Validation préliminaire d'un marqueur du statut des chats en vitamine B6, et propositions de supplémentation

par Vincent Dedet

Temps de lecture  5 min

Une étude américaine propose un marqueur du statut des chats en vitamine B6 : il s'agit de mesure l'activité d'une enzyme intra-érythrocytaire, en l'absence de son substrat puis en présence du substrat à saturation, et de calculer le ratio d'activation (PAR) de cette enzyme. Ce ratio d'activation est significativement associé à l'âge, chez les sujets bien portants (à gauche) comme malades (Chu et coll., 2024).
Une étude américaine propose un marqueur du statut des chats en vitamine B6 : il s'agit de mesure l'activité d'une enzyme intra-érythrocytaire, en l'absence de son substrat puis en présence du substrat à saturation, et de calculer le ratio d'activation (PAR) de cette enzyme. Ce ratio d'activation est significativement associé à l'âge, chez les sujets bien portants (à gauche) comme malades (Chu et coll., 2024).
 

« Pour la première fois, un biomarqueur fonctionnel du statut en vitamine B6 a été obtenu chez des chats domestiques et a permis de définir clairement la carence en vitamine B6 » écrivent des cliniciens et biologistes de la faculté vétérinaire d'UC Davis (USA), qui viennent de publier leurs résultats dans un journal du groupe Nature.

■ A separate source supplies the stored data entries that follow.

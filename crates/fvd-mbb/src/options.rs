use std::path::{Path, PathBuf};

use serde::Serialize;
use serde_json::{Map, Value};
use thiserror::Error;

/// Key holding the raw bar settings.
pub const SETTINGS_OPTION: &str = "fvd_mbb_settings";

#[derive(Debug, Error)]
pub enum OptionStoreError {
    #[error("failed to {action} option store {}: {source}", path.display())]
    Io {
        action: &'static str,
        path: PathBuf,
        #[source]
        source: std::io::Error,
    },
    #[error("option store {} is not valid JSON: {source}", path.display())]
    Json {
        path: PathBuf,
        #[source]
        source: serde_json::Error,
    },
    #[error("option store {} is not a JSON object", path.display())]
    NotAnObject { path: PathBuf },
}

/// A JSON object file of named option records.
#[derive(Debug, Clone)]
pub struct OptionStore {
    path: PathBuf,
}

impl OptionStore {
    pub fn new(path: PathBuf) -> Self {
        Self { path }
    }

    pub fn path(&self) -> &Path {
        &self.path
    }

    fn read_all(&self) -> Result<Map<String, Value>, OptionStoreError> {
        let content = match std::fs::read_to_string(&self.path) {
            Ok(content) => content,
            Err(error) if error.kind() == std::io::ErrorKind::NotFound => return Ok(Map::new()),
            Err(source) => {
                return Err(OptionStoreError::Io {
                    action: "read",
                    path: self.path.clone(),
                    source,
                });
            }
        };

        if content.trim().is_empty() {
            return Ok(Map::new());
        }

        match serde_json::from_str(&content) {
            Ok(Value::Object(map)) => Ok(map),
            Ok(_) => Err(OptionStoreError::NotAnObject {
                path: self.path.clone(),
            }),
            Err(source) => Err(OptionStoreError::Json {
                path: self.path.clone(),
                source,
            }),
        }
    }

    fn write_all(&self, map: Map<String, Value>) -> Result<(), OptionStoreError> {
        let io_error = |source: std::io::Error| OptionStoreError::Io {
            action: "write",
            path: self.path.clone(),
            source,
        };
        let content = serde_json::to_vec_pretty(&Value::Object(map))
            .map_err(|error| io_error(std::io::Error::other(error)))?;
        crate::persist::write_atomic(&self.path, &content).map_err(io_error)
    }

    /// The stored record for `key`, or `None` when it was never set.
    pub fn get(&self, key: &str) -> Result<Option<Value>, OptionStoreError> {
        Ok(self.read_all()?.remove(key))
    }

    /// Replace the record for `key`, keeping every other record.
    pub fn set<T: Serialize>(&self, key: &str, value: &T) -> Result<(), OptionStoreError> {
        let value = serde_json::to_value(value).map_err(|source| OptionStoreError::Json {
            path: self.path.clone(),
            source,
        })?;
        let mut map = self.read_all()?;
        map.insert(key.to_string(), value);
        self.write_all(map)
    }

    /// Remove the record for `key`. Returns whether it existed.
    pub fn delete(&self, key: &str) -> Result<bool, OptionStoreError> {
        let mut map = self.read_all()?;
        if map.remove(key).is_none() {
            return Ok(false);
        }
        self.write_all(map)?;
        Ok(true)
    }
}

La validation de ce marqueur et l'évaluation des indications potentielles d'une supplémentation en vitamine B6 de « jeunes chat ou de chats adultes atteints d'une maladie infectieuse, chronique ou aiguë, à des chats en bonne santé dont le poids corporel est optimal ou excessif [ou encore] à des chats plus âgés, même en bonne santé de poids insuffisant à optimal » repose sur l'étude de deux cohortes d'animaux.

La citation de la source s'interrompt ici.